In a competitive, dominant culture that rewards power and control and promotes obedience and compliance, we are defined by our possessions, not least our houses, clothes and vehicles.
Ironically though, the scientific and industrial revolutions, which were expected to save mankind from the instabilities of the environment, improve the quality of life and enhance one’s freedom, have also engendered disability, condoned suffering and promoted divisions in society. Thus we have a population explosion, urban gridlock, increased incidences of diseases related to pollution and fast food diets, the obesity of a couch potato society, mental stress and depression caused by materialism, the imperialism of agri-business companies and an environmental crisis that threatens our very existence. Future generations may well call the nineteenth and twentieth centuries “The Age of Emissions.”

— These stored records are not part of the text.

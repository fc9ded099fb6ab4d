//! Role checks and the single authorization gate used by the dispatcher.

use crate::bot::user::{Role, UserRecord};
use crate::config::Config;

/// What a command requires of its caller.
#[derive(Debug, Clone, Copy, PartialEq, Eq, PartialOrd, Ord)]
pub enum Permission {
    Everyone,
    Moderator,
    Admin,
    /// On the static admin allow-list; stored roles do not count.
    Owner,
}

/// True if the stored role is admin or the ID is allow-listed as admin.
///
/// The allow-list always wins, so demoting an allow-listed admin changes the
/// stored role but not this answer.
pub fn is_admin(user_id: i64, record: &UserRecord, config: &Config) -> bool {
    record.role == Role::Admin || config.is_owner(user_id)
}

/// True for stored moderators and admins, and for either allow-list.
pub fn is_moderator(user_id: i64, record: &UserRecord, config: &Config) -> bool {
    record.role >= Role::Moderator || config.is_listed_moderator(user_id) || config.is_owner(user_id)
}

/// Role a brand new record starts with.
pub fn initial_role(user_id: i64, config: &Config) -> Role {
    if config.is_owner(user_id) {
        Role::Admin
    } else if config.is_listed_moderator(user_id) {
        Role::Moderator
    } else {
        Role::User
    }
}

/// Capabilities of one caller, resolved once per update.
#[derive(Debug, Clone, Copy, PartialEq, Eq)]
pub struct Access {
    pub moderator: bool,
    pub admin: bool,
    pub owner: bool,
}

impl Access {
    pub fn resolve(user_id: i64, record: &UserRecord, config: &Config) -> Self {
        Self {
            moderator: is_moderator(user_id, record, config),
            admin: is_admin(user_id, record, config),
            owner: config.is_owner(user_id),
        }
    }

    pub fn allows(&self, permission: Permission) -> bool {
        match permission {
            Permission::Everyone => true,
            Permission::Moderator => self.moderator,
            Permission::Admin => self.admin,
            Permission::Owner => self.owner,
        }
    }
}

#[cfg(test)]
mod tests {
    use super::*;
    use chrono::Utc;

    fn config() -> Config {
        Config {
            admin_ids: [1].into_iter().collect(),
            moderator_ids: [2].into_iter().collect(),
            ..Config::default()
        }
    }

    fn record(role: Role) -> UserRecord {
        UserRecord::new(role, "en", Utc::now())
    }

    #[test]
    fn test_initial_role_from_allow_lists() {
        let config = config();
        assert_eq!(initial_role(1, &config), Role::Admin);
        assert_eq!(initial_role(2, &config), Role::Moderator);
        assert_eq!(initial_role(3, &config), Role::User);
    }

    #[test]
    fn test_allow_listed_admin_survives_demotion() {
        let config = config();
        let demoted = record(Role::User);
        assert!(is_admin(1, &demoted, &config));
        assert!(is_moderator(1, &demoted, &config));
    }

    #[test]
    fn test_stored_roles() {
        let config = config();
        assert!(is_admin(50, &record(Role::Admin), &config));
        assert!(is_moderator(50, &record(Role::Admin), &config));
        assert!(!is_admin(50, &record(Role::Moderator), &config));
        assert!(is_moderator(50, &record(Role::Moderator), &config));
        assert!(!is_moderator(50, &record(Role::User), &config));
        // Listed moderator with a demoted stored role.
        assert!(is_moderator(2, &record(Role::User), &config));
        assert!(!is_admin(2, &record(Role::User), &config));
    }

    #[test]
    fn test_gate() {
        let config = config();
        let promoted_admin = Access::resolve(50, &record(Role::Admin), &config);
        assert!(promoted_admin.allows(Permission::Admin));
        assert!(!promoted_admin.allows(Permission::Owner));

        let owner = Access::resolve(1, &record(Role::User), &config);
        assert!(owner.allows(Permission::Owner));

        let user = Access::resolve(60, &record(Role::User), &config);
        assert!(user.allows(Permission::Everyone));
        assert!(!user.allows(Permission::Moderator));
    }
}
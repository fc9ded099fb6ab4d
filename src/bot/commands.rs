//! Slash-command parsing and the permission table.

use crate::bot::access::Permission;

#[derive(Debug, Clone, PartialEq, Eq)]
pub enum Command {
    Start,
    Help,
    Profile,
    Cancel,
    Chat,
    EndChat,
    Contact,
    Feedback,
    Language,
    SetLanguage(String),
    RemindMe(String),
    MyInfo,
    Settings,
    UserInfo(String),
    Broadcast(String),
    Users,
    Promote(String),
    Demote(String),
    Stats,
    Owner,
    Status,
    Unknown(String),
    /// `/cmd@some_other_bot` in a group.
    ForOtherBot,
}

impl Command {
    /// Parse `/name[@bot] [args]`. Returns `None` if `text` is not a command.
    pub fn parse(text: &str, bot_username: Option<&str>) -> Option<Self> {
        let text = text.trim_start();
        let rest = text.strip_prefix('/')?;
        let (head, args) = match rest.split_once(char::is_whitespace) {
            Some((head, args)) => (head, args.trim().to_string()),
            None => (rest, String::new()),
        };
        if head.is_empty() {
            return None;
        }

        let name = match head.split_once('@') {
            Some((name, target)) => {
                // Without a resolved username every addressed command is taken as ours.
                let ours = bot_username.is_none_or(|me| me.eq_ignore_ascii_case(target));
                if !ours {
                    return Some(Command::ForOtherBot);
                }
                name
            }
            None => head,
        };

        let command = match name.to_lowercase().as_str() {
            "start" => Command::Start,
            "help" => Command::Help,
            "profile" => Command::Profile,
            "cancel" => Command::Cancel,
            "chat" => Command::Chat,
            "endchat" => Command::EndChat,
            "contact" => Command::Contact,
            "feedback" => Command::Feedback,
            "language" => Command::Language,
            "setlanguage" => Command::SetLanguage(args),
            "remindme" => Command::RemindMe(args),
            "myinfo" => Command::MyInfo,
            "settings" => Command::Settings,
            "userinfo" => Command::UserInfo(args),
            "broadcast" => Command::Broadcast(args),
            "users" => Command::Users,
            "promote" => Command::Promote(args),
            "demote" => Command::Demote(args),
            "stats" => Command::Stats,
            "owner" => Command::Owner,
            "status" => Command::Status,
            other => Command::Unknown(format!("/{other}")),
        };
        Some(command)
    }

    pub fn name(&self) -> &str {
        match self {
            Command::Start => "/start",
            Command::Help => "/help",
            Command::Profile => "/profile",
            Command::Cancel => "/cancel",
            Command::Chat => "/chat",
            Command::EndChat => "/endchat",
            Command::Contact => "/contact",
            Command::Feedback => "/feedback",
            Command::Language => "/language",
            Command::SetLanguage(_) => "/setlanguage",
            Command::RemindMe(_) => "/remindme",
            Command::MyInfo => "/myinfo",
            Command::Settings => "/settings",
            Command::UserInfo(_) => "/userinfo",
            Command::Broadcast(_) => "/broadcast",
            Command::Users => "/users",
            Command::Promote(_) => "/promote",
            Command::Demote(_) => "/demote",
            Command::Stats => "/stats",
            Command::Owner => "/owner",
            Command::Status => "/status",
            Command::Unknown(name) => name,
            Command::ForOtherBot => "",
        }
    }

    pub fn permission(&self) -> Permission {
        match self {
            Command::UserInfo(_) => Permission::Moderator,
            Command::Broadcast(_)
            | Command::Users
            | Command::Promote(_)
            | Command::Demote(_)
            | Command::Stats => Permission::Admin,
            Command::Owner | Command::Status => Permission::Owner,
            _ => Permission::Everyone,
        }
    }

    /// Not listed in /help.
    pub fn is_hidden(&self) -> bool {
        matches!(
            self,
            Command::Owner | Command::Status | Command::Users | Command::Promote(_) | Command::Demote(_)
        )
    }

    /// Text written to the command log.
    pub fn log_label(&self) -> String {
        match self {
            Command::Promote(args) | Command::Demote(args) => {
                let target = args.split_whitespace().next().unwrap_or("N/A");
                format!("{} {}", self.name(), target)
            }
            _ if self.is_hidden() => format!("{} (hidden)", self.name()),
            _ => self.name().to_string(),
        }
    }
}
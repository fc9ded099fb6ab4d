//! Text helpers for HTML replies.

use std::time::Duration;

/// Escape user-controlled text for Telegram's HTML parse mode.
pub fn escape(s: &str) -> String {
    let mut result = String::with_capacity(s.len());
    for c in s.chars() {
        match c {
            '<' => result.push_str("&lt;"),
            '>' => result.push_str("&gt;"),
            '&' => result.push_str("&amp;"),
            _ => result.push(c),
        }
    }
    result
}

/// First `max_chars` characters, with "..." appended if anything was cut.
pub fn preview(s: &str, max_chars: usize) -> String {
    let mut chars = s.chars();
    let head: String = chars.by_ref().take(max_chars).collect();
    if chars.next().is_some() {
        format!("{head}...")
    } else {
        head
    }
}

/// `1d 2h 3m 4s`
pub fn uptime(elapsed: Duration) -> String {
    let total = elapsed.as_secs();
    let days = total / 86_400;
    let hours = (total % 86_400) / 3600;
    let minutes = (total % 3600) / 60;
    let seconds = total % 60;
    format!("{days}d {hours}h {minutes}m {seconds}s")
}
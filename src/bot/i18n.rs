//! Localized headings.

pub struct Strings {
    pub welcome: &'static str,
    pub help: &'static str,
    pub admin_commands: &'static str,
    pub moderator_commands: &'static str,
    pub user_commands: &'static str,
}

const EN: Strings = Strings {
    welcome: "👋 Hello {}! Welcome to our bot!",
    help: "🤖 <b>Available Commands:</b>",
    admin_commands: "👑 <b>Admin Commands:</b>",
    moderator_commands: "🔧 <b>Moderator Commands:</b>",
    user_commands: "👤 <b>User Commands:</b>",
};

const ES: Strings = Strings {
    welcome: "👋 ¡Hola {}! ¡Bienvenido a nuestro bot!",
    help: "🤖 <b>Comandos disponibles:</b>",
    admin_commands: "👑 <b>Comandos de administrador:</b>",
    moderator_commands: "🔧 <b>Comandos de moderador:</b>",
    user_commands: "👤 <b>Comandos de usuario:</b>",
};

/// Supported language codes with their picker flag.
pub const LANGUAGES: &[(&str, &str)] = &[("en", "🇺🇸"), ("es", "🇪🇸")];

pub fn is_supported(code: &str) -> bool {
    LANGUAGES.iter().any(|(c, _)| *c == code)
}

/// Strings for `code`, else for `fallback`, else English.
pub fn strings(code: &str, fallback: &str) -> &'static Strings {
    match code {
        "en" => &EN,
        "es" => &ES,
        _ if code != fallback => strings(fallback, "en"),
        _ => &EN,
    }
}

/// Fill the `{}` placeholder of the welcome line.
pub fn welcome(code: &str, fallback: &str, name: &str) -> String {
    strings(code, fallback).welcome.replacen("{}", name, 1)
}

#[cfg(test)]
mod tests {
    use super::*;

    #[test]
    fn test_fallback_chain() {
        assert!(strings("es", "en").help.contains("Comandos"));
        assert!(strings("fr", "es").help.contains("Comandos"));
        assert!(strings("fr", "de").help.contains("Available"));
    }

    #[test]
    fn test_welcome_placeholder() {
        assert_eq!(welcome("en", "en", "Ada"), "👋 Hello Ada! Welcome to our bot!");
    }

    #[test]
    fn test_supported() {
        assert!(is_supported("es"));
        assert!(!is_supported("fr"));
    }
}
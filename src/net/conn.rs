// SPDX-License-Identifier: AGPL-3.0-or-later
// Copyright (C) 2012-2025 Andrei Maltsev

use std::{
    io,
    net::SocketAddr,
    sync::{Arc, Mutex as StdMutex},
    time::Duration,
};

use bytes::Bytes;
use tokio::{
    io::{AsyncBufReadExt, AsyncWriteExt, BufReader},
    net::{TcpStream, tcp::OwnedReadHalf, tcp::OwnedWriteHalf},
    sync::{Mutex, mpsc, mpsc::error::TrySendError},
};
use tokio_util::sync::CancellationToken;
use tracing::debug;

use crate::net::frame::{FrameCodec, FrameError};

struct WriteState {
    closed: bool,
    tx: mpsc::Sender<Bytes>,
}

/// Owning wrapper around an accepted socket.
///
/// A dedicated writer task drains the bounded write queue onto the socket.
/// Writers never block on a slow peer: if the queue is full the connection
/// is destroyed instead, on the grounds that back-pressure must not reach a
/// module's event loop. An empty buffer is the graceful-close sentinel; the
/// writer flushes everything queued before it and then closes the socket.
pub struct TcpConn {
    reader: Mutex<BufReader<OwnedReadHalf>>,
    write: StdMutex<WriteState>,
    /// Force-close now: the writer aborts mid-queue and resets the socket.
    kill: CancellationToken,
    /// Cancelled by the writer once the socket is gone; readers observe it.
    done: CancellationToken,
    codec: FrameCodec,
    peer_addr: Option<SocketAddr>,
    local_addr: Option<SocketAddr>,
}

impl TcpConn {
    /// Wrap an established stream. `pending_write_num` bounds the write
    /// queue; the writer task starts immediately.
    pub fn new(stream: TcpStream, pending_write_num: usize, codec: FrameCodec) -> Arc<Self> {
        let peer_addr = stream.peer_addr().ok();
        let local_addr = stream.local_addr().ok();
        let (r, w) = stream.into_split();
        let (tx, rx) = mpsc::channel(pending_write_num.max(1));

        let conn = Arc::new(Self {
            reader: Mutex::new(BufReader::new(r)),
            write: StdMutex::new(WriteState { closed: false, tx }),
            kill: CancellationToken::new(),
            done: CancellationToken::new(),
            codec,
            peer_addr,
            local_addr,
        });

        tokio::spawn(write_loop(
            w,
            rx,
            conn.kill.clone(),
            conn.done.clone(),
        ));

        conn
    }

    pub fn peer_addr(&self) -> Option<SocketAddr> {
        self.peer_addr
    }

    pub fn local_addr(&self) -> Option<SocketAddr> {
        self.local_addr
    }

    pub fn is_closed(&self) -> bool {
        self.write.lock().expect("write state poisoned").closed
    }

    /// Queue `b` for sending. A no-op once closed or for empty buffers. If
    /// the queue is at capacity the connection is destroyed and `b` is
    /// dropped.
    pub fn write(&self, b: Bytes) {
        let mut st = self.write.lock().expect("write state poisoned");
        if st.closed || b.is_empty() {
            return;
        }
        match st.tx.try_send(b) {
            Ok(()) => {},
            Err(TrySendError::Full(_)) => {
                debug!("close conn: write queue full");
                st.closed = true;
                self.kill.cancel();
            },
            Err(TrySendError::Closed(_)) => st.closed = true,
        }
    }

    /// Graceful close: everything already queued is still written, then the
    /// socket closes. Closing twice is a no-op.
    pub fn close(&self) {
        let mut st = self.write.lock().expect("write state poisoned");
        if st.closed {
            return;
        }
        st.closed = true;
        if st.tx.try_send(Bytes::new()).is_err() {
            self.kill.cancel();
        }
    }

    /// Immediate forced close: queued buffers are dropped and the socket is
    /// reset rather than lingering.
    pub fn destroy(&self) {
        let mut st = self.write.lock().expect("write state poisoned");
        if st.closed {
            return;
        }
        st.closed = true;
        self.kill.cancel();
    }

    /// Read one framed message.
    pub async fn read_msg(&self) -> Result<Bytes, FrameError> {
        let mut r = self.reader.lock().await;
        tokio::select! {
            _ = self.done.cancelled() => Err(FrameError::Io(closed_err())),
            res = self.codec.read(&mut *r) => res,
        }
    }

    /// Frame `parts` and queue the result.
    pub fn write_msg(&self, parts: &[Bytes]) -> Result<(), FrameError> {
        let framed = self.codec.encode(parts)?;
        self.write(framed);
        Ok(())
    }

    /// Raw read pass-through, for agents that frame their own input.
    pub async fn read(&self, buf: &mut [u8]) -> io::Result<usize> {
        use tokio::io::AsyncReadExt;

        let mut r = self.reader.lock().await;
        tokio::select! {
            _ = self.done.cancelled() => Err(closed_err()),
            res = r.read(buf) => res,
        }
    }

    /// Read one `\n`-terminated line, for line-oriented agents such as the
    /// console. Returns the number of bytes read, 0 at EOF.
    pub async fn read_line(&self, buf: &mut String) -> io::Result<usize> {
        let mut r = self.reader.lock().await;
        tokio::select! {
            _ = self.done.cancelled() => Err(closed_err()),
            res = r.read_line(buf) => res,
        }
    }
}

fn closed_err() -> io::Error {
    io::Error::new(io::ErrorKind::ConnectionAborted, "connection closed")
}

async fn write_loop(
    mut w: OwnedWriteHalf,
    mut rx: mpsc::Receiver<Bytes>,
    kill: CancellationToken,
    done: CancellationToken,
) {
    loop {
        let b = tokio::select! {
            _ = kill.cancelled() => None,
            b = rx.recv() => b,
        };
        // None covers the kill token, a dropped connection and the closed
        // queue alike; an empty buffer is the graceful-close sentinel.
        let Some(b) = b else { break };
        if b.is_empty() {
            break;
        }

        let ok = tokio::select! {
            _ = kill.cancelled() => false,
            res = w.write_all(&b) => res.is_ok(),
        };
        if !ok {
            break;
        }
    }

    if kill.is_cancelled() {
        // Reset instead of lingering on data the peer never drained.
        let _ = w.as_ref().set_linger(Some(Duration::ZERO));
    }
    drop(w);
    done.cancel();
}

Watching a colony of honey bees at work suggests an alternative way of being. A colony is communal. Each worker bee has different tasks that change during her short life, the purpose of which is the well being and survival of the community. The satisfaction comes from contributing vitally to the greater whole. Indeed, if one essential part of the colony dies then all die, so there is a vested interest in the health of all.
Over millions of years honey bees have learned to adapt to the environment without needing to control it. A colony displays complex social and organizational behaviors which, without the need for any ruling body, is the result of cooperation among the bees correlated to available materials and energy. The whole is more than the sum of the parts while at the same time determining the behavior of those parts.
It is an ecological rather than an industrial paradigm. The universe is seen as a living organism with which we interact, just as every bee is unique yet inseparable. It is a partnership that involves cooperation, nurturing, mutual benefits, team work, openness, accountability and, believe it or not, peace. Honey bees are defensive rather than aggressive; they will defend their home if they feel it is being threatened, as would we all. Remarkably, no life form is harmed as the bees go about their work. They take only what they need and in so doing enable the reproduction and continuation of many other species.
That’s not a bad set of objectives as we set about moving from a mind set of sustainability, which implies accepting our current level of degradation, to one of regeneration, which involves recovering what we have lost. It is a matter less of ‘accepting the things I cannot change’ and more of ‘changing the things I can no longer accept.”